Thanks, Andreas!
I believe, the wiki modestly tries to suggest this here:
https://ghc.haskell.org/trac/ghc/wiki/Building/Using#Workingonanoptimizedsta....
Maybe, it should be more insistent, e.g., by adding these numbers or moving
the advice to a more visible place. Not sure.
--
Best, Artem
On Sun, 5 Aug 2018 at 01:58 Andreas Klebinger
I've wondered for a good while if using O2 on stage1 might be worth it.
So I did some measurements and it should be worth it for most cases.
For a single "quick" flavour build they are more or less on equal footing. If you rebuild stage2 multiple times reusing stage1 it will be faster. If you build stage2 with optimizations/profiling it will be faster.

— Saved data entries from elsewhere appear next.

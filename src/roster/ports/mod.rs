//! Port contracts for roster persistence.
//!
//! Ports define infrastructure-agnostic interfaces used by roster services.

pub mod store;

#[cfg(test)]
pub use store::MockStoreTransaction;
pub(crate) use store::TransactionGrant;
pub use store::{
    AssigneeFilter, EntityStore, ListWindow, StoreError, StoreResult, StoreTransaction, TaskFilter,
};
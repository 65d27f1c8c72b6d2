//! Then steps for task assignment BDD scenarios.

use super::world::AssignmentWorld;
use rstest_bdd_macros::then;
use tasklink::roster::{domain::UNASSIGNED_USER_NAME, services::RosterError};

#[then(r#"task "{task}" is assigned to "{user}""#)]
fn task_assigned_to(
    world: &AssignmentWorld,
    task: String,
    user: String,
) -> Result<(), eyre::Report> {
    let record = world.fetch_task(&task)?;
    let user_id = world.user_id(&user)?;

    eyre::ensure!(
        record.assigned_user() == Some(user_id),
        "expected {task} to be assigned to {user}, found {:?}",
        record.assigned_user()
    );
    eyre::ensure!(
        record.assigned_user_name() == user,
        "expected assignee name {user}, found {}",
        record.assigned_user_name()
    );
    Ok(())
}

#[then(r#"task "{task}" is unassigned"#)]
fn task_unassigned(world: &AssignmentWorld, task: String) -> Result<(), eyre::Report> {
    let record = world.fetch_task(&task)?;

    eyre::ensure!(
        record.assigned_user().is_none(),
        "expected {task} to be unassigned"
    );
    eyre::ensure!(
        record.assigned_user_name() == UNASSIGNED_USER_NAME,
        "expected the unassigned name, found {}",
        record.assigned_user_name()
    );
    Ok(())
}

#[then(r#"task "{task}" is completed"#)]
fn task_is_completed(world: &AssignmentWorld, task: String) -> Result<(), eyre::Report> {
    let record = world.fetch_task(&task)?;
    eyre::ensure!(record.is_completed(), "expected {task} to be completed");
    eyre::ensure!(
        record.name().as_str() == task,
        "expected {task} to keep its name, found {}",
        record.name()
    );
    Ok(())
}

#[then(r#""{user}" has pending task "{task}""#)]
fn user_has_pending_task(
    world: &AssignmentWorld,
    user: String,
    task: String,
) -> Result<(), eyre::Report> {
    let record = world.fetch_user(&user)?;
    let task_id = world.task_id(&task)?;

    eyre::ensure!(
        record.pending_tasks() == [task_id].as_slice(),
        "expected {user} to hold only {task}, found {:?}",
        record.pending_tasks()
    );
    Ok(())
}

#[then(r#""{user}" has no pending tasks"#)]
fn user_has_no_pending_tasks(world: &AssignmentWorld, user: String) -> Result<(), eyre::Report> {
    let record = world.fetch_user(&user)?;
    eyre::ensure!(
        record.pending_tasks().is_empty(),
        "expected {user} to hold no tasks, found {:?}",
        record.pending_tasks()
    );
    Ok(())
}

#[then("the operation fails because the task is already completed")]
fn fails_already_completed(world: &AssignmentWorld) -> Result<(), eyre::Report> {
    match &world.last_error {
        Some(RosterError::AlreadyCompleted(_)) => Ok(()),
        other => Err(eyre::eyre!("expected AlreadyCompleted, got {other:?}")),
    }
}

#[then("the operation fails because a listed task is already completed")]
fn fails_listed_task_completed(world: &AssignmentWorld) -> Result<(), eyre::Report> {
    match &world.last_error {
        Some(RosterError::TaskAlreadyCompleted(_)) => Ok(()),
        other => Err(eyre::eyre!("expected TaskAlreadyCompleted, got {other:?}")),
    }
}
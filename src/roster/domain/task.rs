//! Task aggregate and its assignment reference.

use super::{TaskId, TaskName, UserId};
use chrono::{DateTime, Utc};
use mockable::Clock;
use serde::Serialize;

/// Denormalized assignee name shown while a task has no assignee.
pub const UNASSIGNED_USER_NAME: &str = "unassigned";

/// Parameter object for creating a task.
///
/// Assignment is not part of the task's own construction; the lifecycle
/// service attaches the task to its assignee inside the creating
/// transaction.
#[derive(Debug, Clone, PartialEq, Eq)]
pub struct NewTask {
    /// Validated task name.
    pub name: TaskName,
    /// Task deadline.
    pub deadline: DateTime<Utc>,
    /// Optional free-form description.
    pub description: Option<String>,
    /// Initial completion flag.
    pub completed: bool,
}

/// Task aggregate root.
#[derive(Debug, Clone, PartialEq, Eq, Serialize)]
#[serde(rename_all = "camelCase")]
pub struct Task {
    id: TaskId,
    name: TaskName,
    deadline: DateTime<Utc>,
    description: Option<String>,
    completed: bool,
    assigned_user: Option<UserId>,
    assigned_user_name: String,
    created_at: DateTime<Utc>,
}

/// Parameter object for reconstructing a persisted task aggregate.
#[derive(Debug, Clone, PartialEq, Eq)]
pub(crate) struct PersistedTaskData {
    pub id: TaskId,
    pub name: TaskName,
    pub deadline: DateTime<Utc>,
    pub description: Option<String>,
    pub completed: bool,
    pub assigned_user: Option<UserId>,
    pub assigned_user_name: String,
    pub created_at: DateTime<Utc>,
}

impl Task {
    /// Creates a new, unassigned task.
    #[must_use]
    pub fn new(data: NewTask, clock: &impl Clock) -> Self {
        Self {
            id: TaskId::new(),
            name: data.name,
            deadline: data.deadline,
            description: data.description,
            completed: data.completed,
            assigned_user: None,
            assigned_user_name: UNASSIGNED_USER_NAME.to_owned(),
            created_at: clock.utc(),
        }
    }

    /// Reconstructs a task from persisted storage.
    pub(crate) fn from_persisted(data: PersistedTaskData) -> Self {
        Self {
            id: data.id,
            name: data.name,
            deadline: data.deadline,
            description: data.description,
            completed: data.completed,
            assigned_user: data.assigned_user,
            assigned_user_name: data.assigned_user_name,
            created_at: data.created_at,
        }
    }

    /// Returns the task identifier.
    #[must_use]
    pub const fn id(&self) -> TaskId {
        self.id
    }

    /// Returns the task name.
    #[must_use]
    pub const fn name(&self) -> &TaskName {
        &self.name
    }

    /// Returns the task deadline.
    #[must_use]
    pub const fn deadline(&self) -> DateTime<Utc> {
        self.deadline
    }

    /// Returns the description, if any.
    #[must_use]
    pub fn description(&self) -> Option<&str> {
        self.description.as_deref()
    }

    /// Returns whether the task is completed.
    #[must_use]
    pub const fn is_completed(&self) -> bool {
        self.completed
    }

    /// Returns the assigned user, or `None` when unassigned.
    #[must_use]
    pub const fn assigned_user(&self) -> Option<UserId> {
        self.assigned_user
    }

    /// Returns the denormalized assignee name.
    ///
    /// Equals [`UNASSIGNED_USER_NAME`] while the task is unassigned, unless a
    /// caller overrode it explicitly.
    #[must_use]
    pub fn assigned_user_name(&self) -> &str {
        &self.assigned_user_name
    }

    /// Returns the creation timestamp.
    #[must_use]
    pub const fn created_at(&self) -> DateTime<Utc> {
        self.created_at
    }

    /// Returns whether this task belongs in `user`'s pending list.
    #[must_use]
    pub fn is_pending_for(&self, user: UserId) -> bool {
        !self.completed && self.assigned_user == Some(user)
    }

    /// Replaces the task name.
    pub fn rename(&mut self, name: TaskName) {
        self.name = name;
    }

    /// Replaces the deadline.
    pub const fn reschedule(&mut self, deadline: DateTime<Utc>) {
        self.deadline = deadline;
    }

    /// Replaces the description.
    pub fn set_description(&mut self, description: Option<String>) {
        self.description = description;
    }

    pub(in crate::roster) const fn set_completed(&mut self, completed: bool) {
        self.completed = completed;
    }

    pub(in crate::roster) const fn set_assigned_user(&mut self, user: UserId) {
        self.assigned_user = Some(user);
    }

    pub(in crate::roster) fn set_assigned_user_name(&mut self, name: impl Into<String>) {
        self.assigned_user_name = name.into();
    }

    /// Drops the assignee and resets the name to the unassigned sentinel.
    pub(in crate::roster) fn release(&mut self) {
        self.assigned_user = None;
        self.assigned_user_name = UNASSIGNED_USER_NAME.to_owned();
    }
}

Below are the timings using "time make -j9" for a quick build. I forgot to write down the seconds as I didn't expect them to be so close. But it is what it is.
Timings stage1 options O1 vs O2, quick build after make clean:
stage1 opt | time (wall) | time (user) -O1 | 13m | 53m -O2 | 13m | 51m
I've also run the numbers for a optimized stage2 compiler a while ago, where stage1 with O2 was faster. But I no longer have these numbers around.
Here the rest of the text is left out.